The Bank of Canada met expectations with its hawkish hold, after hikes in June and July (no meeting last month). It recognizes the ease of excess demand (though noted that final domestic demand (excludes inventories and trade, rose in Q2 even though GDP contracted by 0.2%). However, if underlying inflation measures do not fall, the Bank indicated it was prepared to raise rates. The swaps market puts the odds of a hike before year end (October and December meetings) around 50%, settling practically unchanged on the day. Today's July building permits and August's IVEY survey are overshadowed by tomorrow's jobs report. After losing 6.4k jobs in July (all part-time, while full-time posts rose by 1.7k). a rebound is expected. The median forecast in Bloomberg's survey calls for a 17.5k increase. While this is well below the monthly average through July of about 40.6k jobs, the contraction in Q2 GDP may overstate the economic slowdown.
Mexico reports August CPI (and the biweekly report) both are expected to show a continued moderation in the pace of inflation. Still, it is unlikely to shake view that the central bank is on hold for least the next couple of months. Although it gets less attention, Mexico's vehicle production figures will also be released. Through July, it is up almost 23% this year. Mexico's vehicle production was up almost 23% in the first seven months of 2022 as well. This nearly returned Mexico to pre-Covid levels. Consider that in Jan-July 2019 period, Mexico produced an average of about 329k vehicles a month. In the first seven months of this year, the average was nearly 312.5k, the most since late 2019. The export of said vehicles has improved but not as much as production. Through July, vehicle exports are up slightly more than 8% and were up 5% in the first seven months 2022. But they ae down nearly 10% from the same period in 2019.
The greenback is consolidating its recent surge against the Canadian dollar near five-month highs. A close below CAD1.3600 would be the first sign that the upside momentum is flagging. However, the price action does not suggest that a top is in place. It is trading in a narrow range so far today (~CAD1.3630-55).
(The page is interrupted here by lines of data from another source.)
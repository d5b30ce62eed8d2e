//! Database row models and conversions into domain types.

use chrono::{DateTime, Utc};
use serde::{Deserialize, Serialize};
use uuid::Uuid;

use crate::domain::{
    Quest, QuestId, QuestStatus, SocialAction, SocialPlatform, Submission, SubmissionStatus, Task,
    TaskId, TaskKind, User, UserId, WalletAddress,
};
use crate::error::QuestError;

/// A row from the `users` table.
#[derive(Debug, Clone, Serialize, Deserialize, sqlx::FromRow)]
pub struct UserRow {
    /// Primary key.
    pub id: Uuid,
    /// Normalized wallet address, unique when present.
    pub wallet_address: Option<String>,
    /// Email, unique when present.
    pub email: Option<String>,
    /// Display name.
    pub username: Option<String>,
    /// Cumulative XP.
    pub total_xp: i64,
    /// Level derived from XP.
    pub level: i32,
    /// Fully completed quests.
    pub completed_quests: i32,
    /// Creation timestamp.
    pub created_at: DateTime<Utc>,
    /// Last update timestamp.
    pub updated_at: DateTime<Utc>,
}

impl From<UserRow> for User {
    fn from(row: UserRow) -> Self {
        Self {
            id: UserId::from_uuid(row.id),
            wallet_address: row.wallet_address.as_deref().map(WalletAddress::new),
            email: row.email,
            username: row.username,
            total_xp: u64::try_from(row.total_xp).unwrap_or(0),
            level: u32::try_from(row.level).unwrap_or(1),
            completed_quests: u32::try_from(row.completed_quests).unwrap_or(0),
            created_at: row.created_at,
            updated_at: row.updated_at,
        }
    }
}

/// A row from the `quests` table.
#[derive(Debug, Clone, Serialize, Deserialize, sqlx::FromRow)]
pub struct QuestRow {
    /// Primary key.
    pub id: Uuid,
    /// Owning project name.
    pub project: String,
    /// Display title.
    pub title: String,
    /// Quest description.
    pub description: String,
    /// Total XP pool.
    pub total_xp: i64,
    /// Publication state string.
    pub status: String,
    /// Cover image URL.
    pub image_url: Option<String>,
    /// Creation timestamp.
    pub created_at: DateTime<Utc>,
    /// Last update timestamp.
    pub updated_at: DateTime<Utc>,
}

impl From<QuestRow> for Quest {
    fn from(row: QuestRow) -> Self {
        Self {
            id: QuestId::from_uuid(row.id),
            project: row.project,
            title: row.title,
            description: row.description,
            total_xp: u64::try_from(row.total_xp).unwrap_or(0),
            status: QuestStatus::parse(&row.status),
            image_url: row.image_url,
            created_at: row.created_at,
            updated_at: row.updated_at,
        }
    }
}

/// A row from the `tasks` table.
#[derive(Debug, Clone, Serialize, Deserialize, sqlx::FromRow)]
pub struct TaskRow {
    /// Primary key.
    pub id: Uuid,
    /// Parent quest.
    pub quest_id: Uuid,
    /// Display title.
    pub title: String,
    /// Verification strategy string.
    pub task_type: String,
    /// XP awarded on verification.
    pub xp_reward: i32,
    /// Position within the quest.
    pub order_index: i32,
    /// Social platform string.
    pub social_platform: Option<String>,
    /// Social action string.
    pub social_action: Option<String>,
    /// Target URL.
    pub social_url: Option<String>,
    /// Target account handle.
    pub social_username: Option<String>,
    /// Target post ID.
    pub social_post_id: Option<String>,
    /// Quiz configuration.
    pub learn_questions: Option<serde_json::Value>,
    /// Quiz passing score.
    pub learn_passing_score: Option<i32>,
    /// Creation timestamp.
    pub created_at: DateTime<Utc>,
    /// Last update timestamp.
    pub updated_at: DateTime<Utc>,
}

impl TryFrom<TaskRow> for Task {
    type Error = QuestError;

    fn try_from(row: TaskRow) -> Result<Self, Self::Error> {
        let kind = TaskKind::parse(&row.task_type).ok_or_else(|| {
            QuestError::Persistence(format!(
                "task {} has unknown task_type {:?}",
                row.id, row.task_type
            ))
        })?;
        let social_platform = match row.social_platform.as_deref() {
            None => None,
            Some("twitter") | Some("x") => Some(SocialPlatform::Twitter),
            Some("discord") => Some(SocialPlatform::Discord),
            Some("telegram") => Some(SocialPlatform::Telegram),
            Some(other) => {
                return Err(QuestError::Persistence(format!(
                    "task {} has unknown social_platform {other:?}",
                    row.id
                )));
            }
        };
        let social_action = row
            .social_action
            .as_deref()
            .map(|value| {
                SocialAction::parse(value).ok_or_else(|| {
                    QuestError::Persistence(format!(
                        "task {} has unknown social_action {value:?}",
                        row.id
                    ))
                })
            })
            .transpose()?;

        Ok(Self {
            id: TaskId::from_uuid(row.id),
            quest_id: QuestId::from_uuid(row.quest_id),
            title: row.title,
            kind,
            xp_reward: u32::try_from(row.xp_reward).unwrap_or(0),
            order_index: row.order_index,
            social_platform,
            social_action,
            social_url: row.social_url,
            social_username: row.social_username,
            social_post_id: row.social_post_id,
            learn_questions: row.learn_questions,
            learn_passing_score: row.learn_passing_score.map(|s| u32::try_from(s).unwrap_or(0)),
            created_at: row.created_at,
            updated_at: row.updated_at,
        })
    }
}

/// A row from the `user_task_submissions` table.
#[derive(Debug, Clone, Serialize, Deserialize, sqlx::FromRow)]
pub struct SubmissionRow {
    /// Primary key.
    pub id: Uuid,
    /// Submitting user.
    pub user_id: Uuid,
    /// Task attempted.
    pub task_id: Uuid,
    /// Quest the task belongs to.
    pub quest_id: Uuid,
    /// Outcome status string.
    pub status: String,
    /// Attempt payload.
    pub submission_data: serde_json::Value,
    /// Verification metadata.
    pub verification_data: serde_json::Value,
    /// XP recorded on the row.
    pub xp_earned: i32,
    /// When the attempt was recorded.
    pub submitted_at: DateTime<Utc>,
    /// When verification succeeded.
    pub verified_at: Option<DateTime<Utc>>,
}

impl TryFrom<SubmissionRow> for Submission {
    type Error = QuestError;

    fn try_from(row: SubmissionRow) -> Result<Self, Self::Error> {
        let status = SubmissionStatus::parse(&row.status).ok_or_else(|| {
            QuestError::Persistence(format!(
                "submission {} has unknown status {:?}",
                row.id, row.status
            ))
        })?;
        Ok(Self {
            id: row.id,
            user_id: UserId::from_uuid(row.user_id),
            task_id: TaskId::from_uuid(row.task_id),
            quest_id: QuestId::from_uuid(row.quest_id),
            status,
            submission_data: row.submission_data,
            verification_data: row.verification_data,
            xp_earned: u32::try_from(row.xp_earned).unwrap_or(0),
            submitted_at: row.submitted_at,
            verified_at: row.verified_at,
        })
    }
}

/// A row from the `social_verification_cache` table (value columns only;
/// the natural key is carried by the query).
#[derive(Debug, Clone, Serialize, Deserialize, sqlx::FromRow)]
pub struct CacheRow {
    /// Memoized verdict.
    pub verified: bool,
    /// Metadata recorded at check time.
    pub verification_data: serde_json::Value,
    /// Expiry instant.
    pub expires_at: DateTime<Utc>,
}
A break of CAD1.3700 could see CAD1.3800-20. Of course, the dollar has bounced against the peso a few other times this year, depending on how you measure, most have been around 4.25%-4.50%. The dollar's rally during the March banking stress was the largest of the year, around 7.4%. The current advance is almost 6%. The greenback reached a MXN17.7080 in Asia today and has reversed lower, falling through MXN 17.52 in the European morning. It is re-entering the Bollinger Band. Initial support for the dollar is seen in the MXN17.35-45 area. A close below yesterday's low (~MXN17.3960) would suggest that the carnage may be over. On the top side, important resistance is around MXN18.00, a psychological level that has acted as support and resistance this year and houses the 200-day moving average. Note that Mexico's ruling party picked the former mayor of Mexico City, Sheinbaum, to its presidential candidate to succeed AMLO. She is running ahead in the national polls and was seen as AMLO's favorite.